The adjusted operating profit in the segment increased 3.6% from the prior year’s levels to $141.3 million. The adjusted operating margin was up 60 basis points (bps) year over year to 16.8%.

Acuity Intelligent Spaces generated net sales of $171.5 million, significantly up 151.8% year over year. However, the reported figure was down from our estimate of $175.6 million. The adjusted operating profit was $32 million, up 123.8% from the year-ago period. The adjusted operating margin was down 230 bps year over year to 18.7%.

The Intelligent Spaces division's focus on data-driven solutions, such as systems integration and the use of cloud-connected technologies, is a key driver of growth. Acuity's mission to make spaces "smarter, safer, and greener" positions it well to capture market share in building management systems. Geographic expansion in regions like the United Kingdom, Asia and Australia also contributes to its momentum.









AYI’s Q2 Operating Highlights

The adjusted operating profit increased 16.3% year over year to $162.9 million. The adjusted operating margin of 16.2% was up 70 bps year over year. Adjusted EBITDA rose 15.4% to $176.6 million from the year-ago period. The adjusted EBITDA margin expanded 60 bps to 17.5% from the year-ago period.

Acuity’s Financials

At the fiscal second-quarter end, Acuity had cash and cash equivalents of $397.9 million compared with $845.8 million at the fiscal 2024-end. Long-term debt was $996.5 million, up from $496.2 million at the fiscal 2024-end.

During the first six months of fiscal 2025, cash provided by operating activities totaled $191.6 million, down from $292.6 million in the prior-year period. Free cash flow was down 38.2% year over year to $163 million in the first six months of fiscal 2025.

During the first six months of fiscal 2025, the company repurchased nearly 68,000 shares of its common stock for $22.6 million.



Acuity’s Expectations and Strategic Outlook

For fiscal 2025, Acuity expects net sales between $4.3 billion and $4.5 billion (indicating growth from $3.84 billion reported in fiscal 2024), with adjusted EPS in the range of $16.50-$18.00 (depicting growth from $15.56 reported in fiscal 2024).

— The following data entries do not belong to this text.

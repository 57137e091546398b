use crate::key::Key;

/// Input events drained from a frontend once per interpreter iteration.
#[derive(Copy, Clone, Debug, Eq, PartialEq)]
pub enum Event {
    Quit,
    KeyDown(Key),
    KeyUp(Key),
}
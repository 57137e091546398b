pub mod config;
pub mod cpu;
pub mod display;
pub mod error;
pub mod font;
pub mod interpreter;
pub mod keypad;
pub mod memory;
pub mod operation;
pub mod profiler;
pub mod registers;
pub mod throttle;

pub use config::{Config, TimerMode};
pub use cpu::Cpu;
pub use display::{Display, Screen};
pub use error::{Error, Result};
pub use interpreter::Interpreter;
pub use memory::Memory;
pub use operation::{Operation, OperationType};
pub use registers::Registers;
pub use throttle::Throttle;

/// Logical screen width in pixels.
pub const SCREEN_WIDTH: usize = 64;
/// Logical screen height in pixels.
pub const SCREEN_HEIGHT: usize = 32;
/// Default integer scaling factor for windowed frontends.
pub const SCREEN_SCALE: u32 = 10;

/// 4 KiB of addressable RAM, 0x000..=0xFFF.
pub const RAM_SIZE: usize = 4096;
/// Programs are loaded here; everything below is reserved for the interpreter.
pub const START_ADDRESS: u16 = 0x200;
/// Largest ROM accepted by the loader.
pub const MAX_ROM_SIZE: usize = 0xFFF - START_ADDRESS as usize;
pub const NUM_REGS: usize = 16;
pub const STACK_SIZE: usize = 16;

/// Default execution rate in cycles per second.
pub const DEFAULT_FREQUENCY: u32 = 700;
/// Rate at which the delay and sound timers count down on real hardware.
pub const TIMER_FREQUENCY: u32 = 60;
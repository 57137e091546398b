use crate::error::Result;
use crate::memory::Memory;

/// First byte of the built-in font in RAM.
pub const FONT_ADDRESS_START: u16 = 0x050;
/// One past the last font byte.
pub const FONT_ADDRESS_END: u16 = FONT_ADDRESS_START + FONTSET_SIZE as u16;
/// Every glyph is 4 pixels wide and 5 rows tall, one byte per row.
pub const GLYPH_SIZE: usize = 5;
pub const GLYPH_COUNT: usize = 16;
pub const FONTSET_SIZE: usize = GLYPH_SIZE * GLYPH_COUNT;

/// Hex digits 0-F, in order.
pub const GLYPHS: [[u8; GLYPH_SIZE]; GLYPH_COUNT] = [
    [0xF0, 0x90, 0x90, 0x90, 0xF0], // 0
    [0x20, 0x60, 0x20, 0x20, 0x70], // 1
    [0xF0, 0x10, 0xF0, 0x80, 0xF0], // 2
    [0xF0, 0x10, 0xF0, 0x10, 0xF0], // 3
    [0x90, 0x90, 0xF0, 0x10, 0x10], // 4
    [0xF0, 0x80, 0xF0, 0x10, 0xF0], // 5
    [0xF0, 0x80, 0xF0, 0x90, 0xF0], // 6
    [0xF0, 0x10, 0x20, 0x40, 0x40], // 7
    [0xF0, 0x90, 0xF0, 0x90, 0xF0], // 8
    [0xF0, 0x90, 0xF0, 0x10, 0xF0], // 9
    [0xF0, 0x90, 0xF0, 0x90, 0x90], // A
    [0xE0, 0x90, 0xE0, 0x90, 0xE0], // B
    [0xF0, 0x80, 0x80, 0x80, 0xF0], // C
    [0xE0, 0x90, 0x90, 0x90, 0xE0], // D
    [0xF0, 0x80, 0xF0, 0x80, 0xF0], // E
    [0xF0, 0x80, 0xF0, 0x80, 0x80], // F
];

/// Glyph bitmap for a hex digit, `None` for anything above 0xF.
pub fn glyph(character: u8) -> Option<&'static [u8; GLYPH_SIZE]> {
    GLYPHS.get(character as usize)
}

/// Address the glyph for `character` is loaded at.
pub fn glyph_address(character: u8) -> Option<u16> {
    glyph(character).map(|_| FONT_ADDRESS_START + character as u16 * GLYPH_SIZE as u16)
}

/// Copy every glyph into reserved memory, back to back from
/// [`FONT_ADDRESS_START`].
pub fn load(memory: &mut Memory) -> Result<()> {
    for (digit, glyph) in GLYPHS.iter().enumerate() {
        let address = FONT_ADDRESS_START as usize + digit * GLYPH_SIZE;
        memory.write_range(address, glyph)?;
    }
    Ok(())
}

/// Renders a glyph as rows of '0'/'1', mostly useful when eyeballing test
/// failures.
pub fn to_rows(glyph: &[u8]) -> Vec<String> {
    glyph.iter().map(|row| format!("{row:08b}")).collect()
}
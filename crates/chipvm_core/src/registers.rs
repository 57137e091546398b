use crate::error::{Error, Result};
use crate::NUM_REGS;

/// VF doubles as the carry/borrow/collision flag.
pub const FLAG: usize = 0xF;

/// The sixteen general purpose registers V0..VF.
#[derive(Clone, Debug, Default, PartialEq, Eq)]
pub struct Registers {
    v: [u8; NUM_REGS],
}

impl Registers {
    pub fn new() -> Self {
        Self::default()
    }

    pub fn get(&self, index: usize) -> Result<u8> {
        self.v
            .get(index)
            .copied()
            .ok_or(Error::InvalidRegister { index })
    }

    pub fn set(&mut self, index: usize, value: u8) -> Result<()> {
        let reg = self
            .v
            .get_mut(index)
            .ok_or(Error::InvalidRegister { index })?;
        *reg = value;
        Ok(())
    }

    /// Wrapping add of `value` into `Vindex`, no flag side effects.
    pub fn add(&mut self, index: usize, value: u8) -> Result<()> {
        let current = self.get(index)?;
        self.set(index, current.wrapping_add(value))
    }

    pub fn set_flag(&mut self, on: bool) {
        self.v[FLAG] = on as u8;
    }

    pub fn flag(&self) -> u8 {
        self.v[FLAG]
    }

    pub fn as_slice(&self) -> &[u8] {
        &self.v
    }
}
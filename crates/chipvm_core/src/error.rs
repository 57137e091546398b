use std::io;
use std::path::PathBuf;

use crate::operation::Operation;

pub type Result<T> = std::result::Result<T, Error>;

#[derive(Debug, thiserror::Error)]
pub enum Error {
    #[error("invalid register V{index:X}")]
    InvalidRegister { index: usize },

    #[error("memory access out of bounds at address {address:#06X}")]
    OutOfBoundsMemory { address: usize },

    #[error("unhandled operation {operation}")]
    UnhandledOperation { operation: Operation },

    #[error("stack overflow: call depth already at {depth}")]
    StackOverflow { depth: usize },

    #[error("stack underflow: return with an empty call stack")]
    StackUnderflow,

    #[error("no font glyph for character {character:#04X}")]
    InvalidFontCharacter { character: u8 },

    #[error("ROM is too large ({size} bytes), max size is {max_size} bytes")]
    RomTooLarge { size: usize, max_size: usize },

    #[error("failed to load ROM {}", path.display())]
    RomLoad {
        path: PathBuf,
        #[source]
        source: io::Error,
    },

    #[error(transparent)]
    Frontend(#[from] anyhow::Error),
}
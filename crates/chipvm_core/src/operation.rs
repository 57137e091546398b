use std::fmt;

use crate::error::{Error, Result};

/// Every instruction of the original CHIP-8 set.
#[derive(Copy, Clone, Debug, Eq, PartialEq, Hash)]
pub enum OperationType {
    /// 00E0
    ClearScreen,
    /// 00EE
    Return,
    /// 1NNN
    Jump,
    /// 2NNN
    Call,
    /// 3XNN
    SkipIfVxNnEq,
    /// 4XNN
    SkipIfVxNnNeq,
    /// 5XY0
    SkipIfVxVyEq,
    /// 6XNN
    SetRegister,
    /// 7XNN, no carry flag
    Add,
    /// 8XY0
    SetVx,
    /// 8XY1
    Or,
    /// 8XY2
    And,
    /// 8XY3
    Xor,
    /// 8XY4, VF = carry
    AddVy,
    /// 8XY5, VF = not borrow
    SubVy,
    /// 8XY6
    ShiftRight,
    /// 8XY7, VF = not borrow
    SubN,
    /// 8XYE
    ShiftLeft,
    /// 9XY0
    SkipIfVxVyNeq,
    /// ANNN
    SetIndex,
    /// BNNN
    JumpWithOffset,
    /// CXNN
    Random,
    /// DXYN
    Display,
    /// EX9E
    SkipIfKeyEq,
    /// EXA1
    SkipIfKeyNeq,
    /// FX07
    SetVxFromDelay,
    /// FX0A
    WaitForKey,
    /// FX15
    SetDelayFromVx,
    /// FX18
    SetSoundFromVx,
    /// FX1E
    AddVxToIndex,
    /// FX29
    Font,
    /// FX33
    Bcd,
    /// FX55, V0..=VX into memory at I
    StoreRegisters,
    /// FX65, V0..=VX from memory at I
    LoadRegisters,
}

/// One row of the classification table. `None` fields match anything.
#[derive(Copy, Clone, Debug)]
pub struct Rule {
    pub nibble: u8,
    pub n: Option<u8>,
    pub nn: Option<u8>,
    pub kind: OperationType,
}

impl Rule {
    const fn any(nibble: u8, kind: OperationType) -> Self {
        Self { nibble, n: None, nn: None, kind }
    }

    const fn with_n(nibble: u8, n: u8, kind: OperationType) -> Self {
        Self { nibble, n: Some(n), nn: None, kind }
    }

    const fn with_nn(nibble: u8, nn: u8, kind: OperationType) -> Self {
        Self { nibble, n: None, nn: Some(nn), kind }
    }

    pub fn matches(&self, operation: &Operation) -> bool {
        self.nibble == operation.nibble
            && self.n.map_or(true, |n| n == operation.n)
            && self.nn.map_or(true, |nn| nn == operation.nn)
    }
}

/// Ordered classification table; the first matching rule wins. No two rules
/// may match the same opcode.
pub const RULES: &[Rule] = &[
    Rule::with_nn(0x0, 0xE0, OperationType::ClearScreen),
    Rule::with_nn(0x0, 0xEE, OperationType::Return),
    Rule::any(0x1, OperationType::Jump),
    Rule::any(0x2, OperationType::Call),
    Rule::any(0x3, OperationType::SkipIfVxNnEq),
    Rule::any(0x4, OperationType::SkipIfVxNnNeq),
    Rule::with_n(0x5, 0x0, OperationType::SkipIfVxVyEq),
    Rule::any(0x6, OperationType::SetRegister),
    Rule::any(0x7, OperationType::Add),
    Rule::with_n(0x8, 0x0, OperationType::SetVx),
    Rule::with_n(0x8, 0x1, OperationType::Or),
    Rule::with_n(0x8, 0x2, OperationType::And),
    Rule::with_n(0x8, 0x3, OperationType::Xor),
    Rule::with_n(0x8, 0x4, OperationType::AddVy),
    Rule::with_n(0x8, 0x5, OperationType::SubVy),
    Rule::with_n(0x8, 0x6, OperationType::ShiftRight),
    Rule::with_n(0x8, 0x7, OperationType::SubN),
    Rule::with_n(0x8, 0xE, OperationType::ShiftLeft),
    Rule::with_n(0x9, 0x0, OperationType::SkipIfVxVyNeq),
    Rule::any(0xA, OperationType::SetIndex),
    Rule::any(0xB, OperationType::JumpWithOffset),
    Rule::any(0xC, OperationType::Random),
    Rule::any(0xD, OperationType::Display),
    Rule::with_nn(0xE, 0x9E, OperationType::SkipIfKeyEq),
    Rule::with_nn(0xE, 0xA1, OperationType::SkipIfKeyNeq),
    Rule::with_nn(0xF, 0x07, OperationType::SetVxFromDelay),
    Rule::with_nn(0xF, 0x0A, OperationType::WaitForKey),
    Rule::with_nn(0xF, 0x15, OperationType::SetDelayFromVx),
    Rule::with_nn(0xF, 0x18, OperationType::SetSoundFromVx),
    Rule::with_nn(0xF, 0x1E, OperationType::AddVxToIndex),
    Rule::with_nn(0xF, 0x29, OperationType::Font),
    Rule::with_nn(0xF, 0x33, OperationType::Bcd),
    Rule::with_nn(0xF, 0x55, OperationType::StoreRegisters),
    Rule::with_nn(0xF, 0x65, OperationType::LoadRegisters),
];

/// Decoded view of a single opcode.
///
/// ```
/// use chipvm_core::operation::{Operation, OperationType};
///
/// let operation = Operation::decode(0xD01F);
/// assert_eq!((operation.nibble, operation.x, operation.y, operation.n), (0xD, 0x0, 0x1, 0xF));
/// assert_eq!(operation.kind().unwrap(), OperationType::Display);
/// ```
#[derive(Copy, Clone, Debug, Eq, PartialEq)]
pub struct Operation {
    pub opcode: u16,
    pub nibble: u8,
    pub x: u8,
    pub y: u8,
    pub n: u8,
    pub nn: u8,
    pub nnn: u16,
}

impl Operation {
    pub const fn decode(opcode: u16) -> Self {
        Self {
            opcode,
            nibble: (opcode >> 12) as u8,
            x: ((opcode >> 8) & 0xF) as u8,
            y: ((opcode >> 4) & 0xF) as u8,
            n: (opcode & 0xF) as u8,
            nn: (opcode & 0xFF) as u8,
            nnn: opcode & 0xFFF,
        }
    }

    /// Classify against [`RULES`].
    pub fn kind(&self) -> Result<OperationType> {
        RULES
            .iter()
            .find(|rule| rule.matches(self))
            .map(|rule| rule.kind)
            .ok_or(Error::UnhandledOperation { operation: *self })
    }
}

impl From<u16> for Operation {
    fn from(opcode: u16) -> Self {
        Self::decode(opcode)
    }
}

impl fmt::Display for Operation {
    fn fmt(&self, f: &mut fmt::Formatter<'_>) -> fmt::Result {
        write!(
            f,
            "{:#06X} (nibble={:X} x={:X} y={:X} n={:X} nn={:#04X} nnn={:#05X})",
            self.opcode, self.nibble, self.x, self.y, self.n, self.nn, self.nnn
        )
    }
}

The focus remains on maintaining a balance between growth and margin expansion. In Intelligent Spaces, growth will be driven by leveraging synergies from the QSC acquisition and continuing to innovate within Distech and Atrius offerings.

In lighting, Acuity aims to outperform the market by expanding its presence in underpenetrated verticals and delivering value through strategic product segmentation like the Contractor Select and Design Select portfolios. The company’s investments in technology and product development will underpin its gross margin expansion over the long term.

Acuity also plans to allocate capital judiciously, prioritizing investments in core businesses and M&A opportunities while repaying acquisition-related debt within 12-18 months.



AYI’s Zacks Rank & Key Picks

Acuity currently carries a Zacks Rank #3 (Hold).

Some better-ranked stocks in the Zacks Construction sector are Sterling Infrastructure, Inc. STRL, EMCOR Group, Inc. EME and Gibraltar Industries, Inc. ROCK.

Sterling presently flaunts a Zacks Rank #1 (Strong Buy). You can see the complete list of today’s Zacks #1 Rank stocks here.

The company delivered a trailing four-quarter earnings surprise of 16.2%, on average. The stock has declined 6.9% in the past year. The Zacks Consensus Estimate for Sterling’s 2025 sales indicates a decrease of 4.1% and the same for earnings implies an increase of 34.6% year over year.

EMCOR currently sports a Zacks Rank #1. The company delivered a trailing four-quarter earnings surprise of 29%, on average. The stock has declined 9.5% in the past year.

The consensus estimate for EMCOR’s 2025 sales and EPS implies an increase of 12.8% and 8.6%, respectively, from a year ago.

Gibraltar currently carries a Zacks Rank #2 (Buy). The company delivered a trailing four-quarter earnings surprise of 1.8%, on average. The stock has lost 36.4% in the past year.

The Zacks Consensus Estimate for Gibraltar‘s 2025 sales and EPS implies an increase of 9.8% and 15.5%, respectively, from a year ago.